§ Exercise requirements: Below are the records; they must be reproduced verbatim.

§ Extracted records:
=== Section Start ===
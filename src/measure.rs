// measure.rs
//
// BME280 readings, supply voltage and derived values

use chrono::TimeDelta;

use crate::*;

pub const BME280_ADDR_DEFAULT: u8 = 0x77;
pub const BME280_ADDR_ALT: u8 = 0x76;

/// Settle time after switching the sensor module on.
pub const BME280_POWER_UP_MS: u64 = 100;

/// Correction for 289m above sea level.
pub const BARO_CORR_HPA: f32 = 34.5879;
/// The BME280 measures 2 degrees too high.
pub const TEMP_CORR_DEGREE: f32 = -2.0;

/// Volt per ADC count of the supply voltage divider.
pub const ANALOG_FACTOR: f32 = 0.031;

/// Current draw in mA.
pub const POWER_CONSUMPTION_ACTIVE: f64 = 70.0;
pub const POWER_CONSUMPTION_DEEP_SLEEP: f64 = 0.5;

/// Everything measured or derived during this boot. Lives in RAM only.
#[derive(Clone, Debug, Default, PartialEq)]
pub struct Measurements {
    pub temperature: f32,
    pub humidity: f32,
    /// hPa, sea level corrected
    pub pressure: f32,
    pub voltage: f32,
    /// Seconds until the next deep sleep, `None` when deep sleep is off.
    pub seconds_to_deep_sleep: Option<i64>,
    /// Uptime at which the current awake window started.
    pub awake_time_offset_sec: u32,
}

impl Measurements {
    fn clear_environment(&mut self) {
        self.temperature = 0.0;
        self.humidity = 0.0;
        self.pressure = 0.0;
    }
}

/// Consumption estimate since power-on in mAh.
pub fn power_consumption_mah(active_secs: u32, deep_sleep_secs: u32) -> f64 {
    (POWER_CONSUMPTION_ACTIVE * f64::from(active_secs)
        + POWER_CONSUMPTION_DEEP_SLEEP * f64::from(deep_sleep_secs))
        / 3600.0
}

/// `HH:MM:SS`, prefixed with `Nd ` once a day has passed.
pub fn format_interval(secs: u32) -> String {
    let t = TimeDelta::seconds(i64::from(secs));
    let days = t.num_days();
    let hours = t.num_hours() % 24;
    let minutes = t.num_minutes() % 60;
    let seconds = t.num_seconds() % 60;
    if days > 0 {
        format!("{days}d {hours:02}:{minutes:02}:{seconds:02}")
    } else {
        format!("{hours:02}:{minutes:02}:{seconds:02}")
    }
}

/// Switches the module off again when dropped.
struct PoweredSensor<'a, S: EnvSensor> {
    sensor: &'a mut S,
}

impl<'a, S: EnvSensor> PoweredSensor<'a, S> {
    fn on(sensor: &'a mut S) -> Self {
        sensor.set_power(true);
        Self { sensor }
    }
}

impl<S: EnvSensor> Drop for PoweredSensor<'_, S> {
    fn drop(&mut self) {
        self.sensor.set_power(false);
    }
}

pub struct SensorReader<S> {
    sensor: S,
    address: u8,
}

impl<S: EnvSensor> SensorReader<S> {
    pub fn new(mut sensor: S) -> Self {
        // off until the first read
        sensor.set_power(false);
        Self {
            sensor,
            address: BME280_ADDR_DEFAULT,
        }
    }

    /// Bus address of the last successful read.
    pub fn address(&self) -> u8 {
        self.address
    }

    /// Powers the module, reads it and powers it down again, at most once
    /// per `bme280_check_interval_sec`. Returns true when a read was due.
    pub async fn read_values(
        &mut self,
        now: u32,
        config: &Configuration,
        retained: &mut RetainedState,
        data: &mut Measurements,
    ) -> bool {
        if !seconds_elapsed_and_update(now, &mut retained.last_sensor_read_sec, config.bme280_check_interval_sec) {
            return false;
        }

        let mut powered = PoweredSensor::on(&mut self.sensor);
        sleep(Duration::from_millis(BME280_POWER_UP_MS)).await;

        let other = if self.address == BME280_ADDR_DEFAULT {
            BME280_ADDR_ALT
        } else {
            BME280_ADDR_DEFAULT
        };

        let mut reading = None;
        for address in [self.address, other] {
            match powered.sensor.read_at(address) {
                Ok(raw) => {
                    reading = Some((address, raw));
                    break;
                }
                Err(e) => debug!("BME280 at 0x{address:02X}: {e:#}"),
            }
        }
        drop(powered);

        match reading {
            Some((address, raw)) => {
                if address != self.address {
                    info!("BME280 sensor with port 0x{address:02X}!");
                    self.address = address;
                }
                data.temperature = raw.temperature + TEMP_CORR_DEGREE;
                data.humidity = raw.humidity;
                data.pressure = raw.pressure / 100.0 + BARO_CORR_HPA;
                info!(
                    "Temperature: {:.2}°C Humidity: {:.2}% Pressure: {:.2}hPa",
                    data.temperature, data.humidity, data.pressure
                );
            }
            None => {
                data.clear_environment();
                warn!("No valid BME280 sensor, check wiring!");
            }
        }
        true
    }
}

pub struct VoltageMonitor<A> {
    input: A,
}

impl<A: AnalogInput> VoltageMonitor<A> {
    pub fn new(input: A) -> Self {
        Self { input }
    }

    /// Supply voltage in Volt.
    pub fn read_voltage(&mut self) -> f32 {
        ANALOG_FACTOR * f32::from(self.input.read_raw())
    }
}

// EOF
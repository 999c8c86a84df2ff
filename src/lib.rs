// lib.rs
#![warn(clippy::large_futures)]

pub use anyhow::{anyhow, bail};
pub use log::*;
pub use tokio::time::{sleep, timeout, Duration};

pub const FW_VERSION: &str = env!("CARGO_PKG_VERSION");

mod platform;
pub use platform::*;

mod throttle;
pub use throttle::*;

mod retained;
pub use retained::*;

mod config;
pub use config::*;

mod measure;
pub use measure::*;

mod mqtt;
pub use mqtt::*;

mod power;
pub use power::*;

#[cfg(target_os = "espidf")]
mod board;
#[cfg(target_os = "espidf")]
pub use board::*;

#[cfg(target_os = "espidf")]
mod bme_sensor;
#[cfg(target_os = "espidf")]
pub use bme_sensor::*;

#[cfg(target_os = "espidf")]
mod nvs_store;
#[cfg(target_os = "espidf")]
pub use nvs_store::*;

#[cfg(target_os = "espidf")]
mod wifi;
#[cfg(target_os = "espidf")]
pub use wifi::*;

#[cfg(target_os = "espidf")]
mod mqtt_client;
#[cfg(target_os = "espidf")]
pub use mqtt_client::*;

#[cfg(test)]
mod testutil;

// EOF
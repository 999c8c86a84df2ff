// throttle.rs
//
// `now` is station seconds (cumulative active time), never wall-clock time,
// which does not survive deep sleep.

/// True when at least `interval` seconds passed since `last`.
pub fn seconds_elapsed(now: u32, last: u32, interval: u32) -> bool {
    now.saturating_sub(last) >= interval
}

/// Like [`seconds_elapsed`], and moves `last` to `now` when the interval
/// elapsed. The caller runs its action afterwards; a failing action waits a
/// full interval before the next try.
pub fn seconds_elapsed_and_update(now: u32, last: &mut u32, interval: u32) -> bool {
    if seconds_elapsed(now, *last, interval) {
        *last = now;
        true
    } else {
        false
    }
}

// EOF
=== Section End ===
§ Expected answer:
filename src/measure.rs
// measure.rs
//
// BME280 readings, supply voltage and derived values

use chrono::TimeDelta;

use crate::*;

pub const BME280_ADDR_DEFAULT: u8 = 0x77;
pub const BME280_ADDR_ALT: u8 = 0x76;

/// Settle time after switching the sensor module on.
pub const BME280_POWER_UP_MS: u64 = 100;

/// Correction for 289m above sea level.
pub const BARO_CORR_HPA: f32 = 34.5879;
/// The BME280 measures 2 degrees too high.
pub const TEMP_CORR_DEGREE: f32 = -2.0;

/// Volt per ADC count of the supply voltage divider.
pub const ANALOG_FACTOR: f32 = 0.031;

/// Current draw in mA.
pub const POWER_CONSUMPTION_ACTIVE: f64 = 70.0;
pub const POWER_CONSUMPTION_DEEP_SLEEP: f64 = 0.5;

/// Everything measured or derived during this boot. Lives in RAM only.
#[derive(Clone, Debug, Default, PartialEq)]
pub struct Measurements {
    pub temperature: f32,
    pub humidity: f32,
    /// hPa, sea level corrected
    pub pressure: f32,
    pub voltage: f32,
    /// Seconds until the next deep sleep, `None` when deep sleep is off.
    pub seconds_to_deep_sleep: Option<i64>,
    /// Uptime at which the current awake window started.
    pub awake_time_offset_sec: u32,
}

impl Measurements {
    fn clear_environment(&mut self) {
        self.temperature = 0.0;
        self.humidity = 0.0;
        self.pressure = 0.0;
    }
}

/// Consumption estimate since power-on in mAh.
pub fn power_consumption_mah(active_secs: u32, deep_sleep_secs: u32) -> f64 {
    (POWER_CONSUMPTION_ACTIVE * f64::from(active_secs)
        + POWER_CONSUMPTION_DEEP_SLEEP * f64::from(deep_sleep_secs))
        / 3600.0
}

/// `HH:MM:SS`, prefixed with `Nd ` once a day has passed.
pub fn format_interval(secs: u32) -> String {
    let t = TimeDelta::seconds(i64::from(secs));
    let days = t.num_days();
    let hours = t.num_hours() % 24;
    let minutes = t.num_minutes() % 60;
    let seconds = t.num_seconds() % 60;
    if days > 0 {
        format!("{days}d {hours:02}:{minutes:02}:{seconds:02}")
    } else {
        format!("{hours:02}:{minutes:02}:{seconds:02}")
    }
}

/// Switches the module off again when dropped.
struct PoweredSensor<'a, S: EnvSensor> {
    sensor: &'a mut S,
}

impl<'a, S: EnvSensor> PoweredSensor<'a, S> {
    fn on(sensor: &'a mut S) -> Self {
        sensor.set_power(true);
        Self { sensor }
    }
}

impl<S: EnvSensor> Drop for PoweredSensor<'_, S> {
    fn drop(&mut self) {
        self.sensor.set_power(false);
    }
}

pub struct SensorReader<S> {
    sensor: S,
    address: u8,
}

impl<S: EnvSensor> SensorReader<S> {
    pub fn new(mut sensor: S) -> Self {
        // off until the first read
        sensor.set_power(false);
        Self {
            sensor,
            address: BME280_ADDR_DEFAULT,
        }
    }

    /// Bus address of the last successful read.
    pub fn address(&self) -> u8 {
        self.address
    }

    /// Powers the module, reads it and powers it down again, at most once
    /// per `bme280_check_interval_sec`. Returns true when a read was due.
    pub async fn read_values(
        &mut self,
        now: u32,
        config: &Configuration,
        retained: &mut RetainedState,
        data: &mut Measurements,
    ) -> bool {
        if !seconds_elapsed_and_update(now, &mut retained.last_sensor_read_sec, config.bme280_check_interval_sec) {
            return false;
        }

        let mut powered = PoweredSensor::on(&mut self.sensor);
        sleep(Duration::from_millis(BME280_POWER_UP_MS)).await;

        let other = if self.address == BME280_ADDR_DEFAULT {
            BME280_ADDR_ALT
        } else {
            BME280_ADDR_DEFAULT
        };

        let mut reading = None;
        for address in [self.address, other] {
            match powered.sensor.read_at(address) {
                Ok(raw) => {
                    reading = Some((address, raw));
                    break;
                }
                Err(e) => debug!("BME280 at 0x{address:02X}: {e:#}"),
            }
        }
        drop(powered);

        match reading {
            Some((address, raw)) => {
                if address != self.address {
                    info!("BME280 sensor with port 0x{address:02X}!");
                    self.address = address;
                }
                data.temperature = raw.temperature + TEMP_CORR_DEGREE;
                data.humidity = raw.humidity;
                data.pressure = raw.pressure / 100.0 + BARO_CORR_HPA;
                info!(
                    "Temperature: {:.2}°C Humidity: {:.2}% Pressure: {:.2}hPa",
                    data.temperature, data.humidity, data.pressure
                );
            }
            None => {
                data.clear_environment();
                warn!("No valid BME280 sensor, check wiring!");
            }
        }
        true
    }
}

pub struct VoltageMonitor<A> {
    input: A,
}

impl<A: AnalogInput> VoltageMonitor<A> {
    pub fn new(input: A) -> Self {
        Self { input }
    }

    /// Supply voltage in Volt.
    pub fn read_voltage(&mut self) -> f32 {
        ANALOG_FACTOR * f32::from(self.input.read_raw())
    }
}

// EOF
repository 999c8c86a84df2ff
filename src/lib.rs
// lib.rs
#![warn(clippy::large_futures)]

pub use anyhow::{anyhow, bail};
pub use log::*;
pub use tokio::time::{sleep, timeout, Duration};

pub const FW_VERSION: &str = env!("CARGO_PKG_VERSION");

mod platform;
pub use platform::*;

mod throttle;
pub use throttle::*;

mod retained;
pub use retained::*;

mod config;
pub use config::*;

mod measure;
pub use measure::*;

mod mqtt;
pub use mqtt::*;

mod power;
pub use power::*;

#[cfg(target_os = "espidf")]
mod board;
#[cfg(target_os = "espidf")]
pub use board::*;

#[cfg(target_os = "espidf")]
mod bme_sensor;
#[cfg(target_os = "espidf")]
pub use bme_sensor::*;

#[cfg(target_os = "espidf")]
mod nvs_store;
#[cfg(target_os = "espidf")]
pub use nvs_store::*;

#[cfg(target_os = "espidf")]
mod wifi;
#[cfg(target_os = "espidf")]
pub use wifi::*;

#[cfg(target_os = "espidf")]
mod mqtt_client;
#[cfg(target_os = "espidf")]
pub use mqtt_client::*;

#[cfg(test)]
mod testutil;

// EOF
repository 999c8c86a84df2ff
// throttle.rs
//
// `now` is station seconds (cumulative active time), never wall-clock time,
// which does not survive deep sleep.

/// True when at least `interval` seconds passed since `last`.
pub fn seconds_elapsed(now: u32, last: u32, interval: u32) -> bool {
    now.saturating_sub(last) >= interval
}

/// Like [`seconds_elapsed`], and moves `last` to `now` when the interval
/// elapsed. The caller runs its action afterwards; a failing action waits a
/// full interval before the next try.
pub fn seconds_elapsed_and_update(now: u32, last: &mut u32, interval: u32) -> bool {
    if seconds_elapsed(now, *last, interval) {
        *last = now;
        true
    } else {
        false
    }
}

// EOF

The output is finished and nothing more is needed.